# About this exercise:
Once you have checked the records that follow, state how many of their lines hold "RepeatPolicy", giving the number only.

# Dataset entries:
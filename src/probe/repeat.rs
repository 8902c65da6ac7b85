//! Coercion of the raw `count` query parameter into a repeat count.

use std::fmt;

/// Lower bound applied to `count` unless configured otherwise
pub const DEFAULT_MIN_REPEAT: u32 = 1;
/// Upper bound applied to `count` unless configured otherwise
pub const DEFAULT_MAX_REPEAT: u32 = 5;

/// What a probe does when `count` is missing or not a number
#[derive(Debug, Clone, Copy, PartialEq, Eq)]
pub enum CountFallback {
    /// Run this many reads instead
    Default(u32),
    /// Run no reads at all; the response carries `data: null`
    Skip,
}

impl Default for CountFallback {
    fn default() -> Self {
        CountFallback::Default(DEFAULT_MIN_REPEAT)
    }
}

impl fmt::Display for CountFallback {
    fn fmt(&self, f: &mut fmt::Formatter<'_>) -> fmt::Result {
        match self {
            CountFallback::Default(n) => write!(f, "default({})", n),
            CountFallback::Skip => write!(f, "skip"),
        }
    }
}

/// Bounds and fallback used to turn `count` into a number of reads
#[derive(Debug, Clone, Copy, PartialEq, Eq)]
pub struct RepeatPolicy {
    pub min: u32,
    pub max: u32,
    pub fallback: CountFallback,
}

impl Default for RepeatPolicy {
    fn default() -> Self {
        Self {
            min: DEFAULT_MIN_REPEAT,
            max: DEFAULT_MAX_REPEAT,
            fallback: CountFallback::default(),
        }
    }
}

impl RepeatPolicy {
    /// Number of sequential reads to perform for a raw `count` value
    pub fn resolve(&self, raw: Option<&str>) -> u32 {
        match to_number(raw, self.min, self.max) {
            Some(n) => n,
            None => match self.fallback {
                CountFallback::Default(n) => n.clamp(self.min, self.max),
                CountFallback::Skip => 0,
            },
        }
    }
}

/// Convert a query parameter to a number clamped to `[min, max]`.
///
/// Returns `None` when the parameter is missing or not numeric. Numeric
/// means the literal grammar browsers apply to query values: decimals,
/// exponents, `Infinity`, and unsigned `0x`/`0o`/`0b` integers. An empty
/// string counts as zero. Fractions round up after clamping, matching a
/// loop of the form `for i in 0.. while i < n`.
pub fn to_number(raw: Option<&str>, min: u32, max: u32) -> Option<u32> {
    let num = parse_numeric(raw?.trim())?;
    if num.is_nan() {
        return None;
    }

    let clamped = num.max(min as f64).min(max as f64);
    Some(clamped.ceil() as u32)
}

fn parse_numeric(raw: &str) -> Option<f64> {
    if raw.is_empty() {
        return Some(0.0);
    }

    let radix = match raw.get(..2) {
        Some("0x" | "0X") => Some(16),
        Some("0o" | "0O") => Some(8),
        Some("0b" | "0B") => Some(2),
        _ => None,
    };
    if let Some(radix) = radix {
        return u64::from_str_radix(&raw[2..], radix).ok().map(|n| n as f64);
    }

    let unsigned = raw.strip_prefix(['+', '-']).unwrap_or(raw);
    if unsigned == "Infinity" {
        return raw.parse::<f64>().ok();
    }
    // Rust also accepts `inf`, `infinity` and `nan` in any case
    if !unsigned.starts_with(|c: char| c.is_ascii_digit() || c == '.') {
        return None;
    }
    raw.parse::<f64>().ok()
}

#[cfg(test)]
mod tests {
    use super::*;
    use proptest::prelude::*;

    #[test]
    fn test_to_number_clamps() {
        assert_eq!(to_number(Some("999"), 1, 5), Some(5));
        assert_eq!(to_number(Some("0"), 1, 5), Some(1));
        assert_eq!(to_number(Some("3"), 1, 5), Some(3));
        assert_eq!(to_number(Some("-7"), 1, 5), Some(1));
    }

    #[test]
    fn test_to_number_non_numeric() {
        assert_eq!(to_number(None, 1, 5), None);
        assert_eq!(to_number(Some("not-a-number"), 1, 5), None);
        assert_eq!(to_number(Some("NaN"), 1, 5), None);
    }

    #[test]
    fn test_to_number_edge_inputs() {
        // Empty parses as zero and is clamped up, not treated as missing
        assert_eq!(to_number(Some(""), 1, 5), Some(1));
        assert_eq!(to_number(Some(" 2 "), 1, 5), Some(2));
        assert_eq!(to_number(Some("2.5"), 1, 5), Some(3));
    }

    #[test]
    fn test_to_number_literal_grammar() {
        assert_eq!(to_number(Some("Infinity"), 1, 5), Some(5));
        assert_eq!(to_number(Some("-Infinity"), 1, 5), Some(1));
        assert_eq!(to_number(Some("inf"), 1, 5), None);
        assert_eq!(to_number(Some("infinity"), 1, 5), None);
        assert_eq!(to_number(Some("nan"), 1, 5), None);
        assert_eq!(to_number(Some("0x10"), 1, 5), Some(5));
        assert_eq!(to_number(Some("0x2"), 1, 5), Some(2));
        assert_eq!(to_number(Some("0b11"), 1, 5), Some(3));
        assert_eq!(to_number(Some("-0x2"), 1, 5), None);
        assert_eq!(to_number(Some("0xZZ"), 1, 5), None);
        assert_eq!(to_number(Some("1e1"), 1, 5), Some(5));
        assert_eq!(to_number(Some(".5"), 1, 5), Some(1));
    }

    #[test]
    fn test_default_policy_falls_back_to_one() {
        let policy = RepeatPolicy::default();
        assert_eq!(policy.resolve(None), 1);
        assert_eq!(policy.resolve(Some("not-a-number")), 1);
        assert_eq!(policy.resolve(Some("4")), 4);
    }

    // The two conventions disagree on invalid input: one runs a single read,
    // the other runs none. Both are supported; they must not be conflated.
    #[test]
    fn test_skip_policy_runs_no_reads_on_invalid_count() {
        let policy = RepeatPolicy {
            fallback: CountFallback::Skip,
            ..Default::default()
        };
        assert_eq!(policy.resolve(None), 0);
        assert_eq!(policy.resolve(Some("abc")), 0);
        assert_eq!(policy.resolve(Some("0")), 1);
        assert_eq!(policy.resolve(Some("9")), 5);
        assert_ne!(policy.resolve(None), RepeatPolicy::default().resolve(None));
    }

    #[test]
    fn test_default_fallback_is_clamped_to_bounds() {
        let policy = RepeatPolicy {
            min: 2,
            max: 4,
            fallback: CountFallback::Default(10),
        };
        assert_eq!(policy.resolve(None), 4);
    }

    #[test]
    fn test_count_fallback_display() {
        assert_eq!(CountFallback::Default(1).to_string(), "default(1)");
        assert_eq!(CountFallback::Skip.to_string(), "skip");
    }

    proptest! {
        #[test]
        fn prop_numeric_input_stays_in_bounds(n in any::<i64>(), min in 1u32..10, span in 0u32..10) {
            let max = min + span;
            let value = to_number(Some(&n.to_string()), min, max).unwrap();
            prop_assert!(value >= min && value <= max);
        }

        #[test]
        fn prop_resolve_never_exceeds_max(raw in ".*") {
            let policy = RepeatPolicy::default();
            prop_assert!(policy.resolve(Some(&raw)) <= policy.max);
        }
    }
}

# Answer to the exercise:
8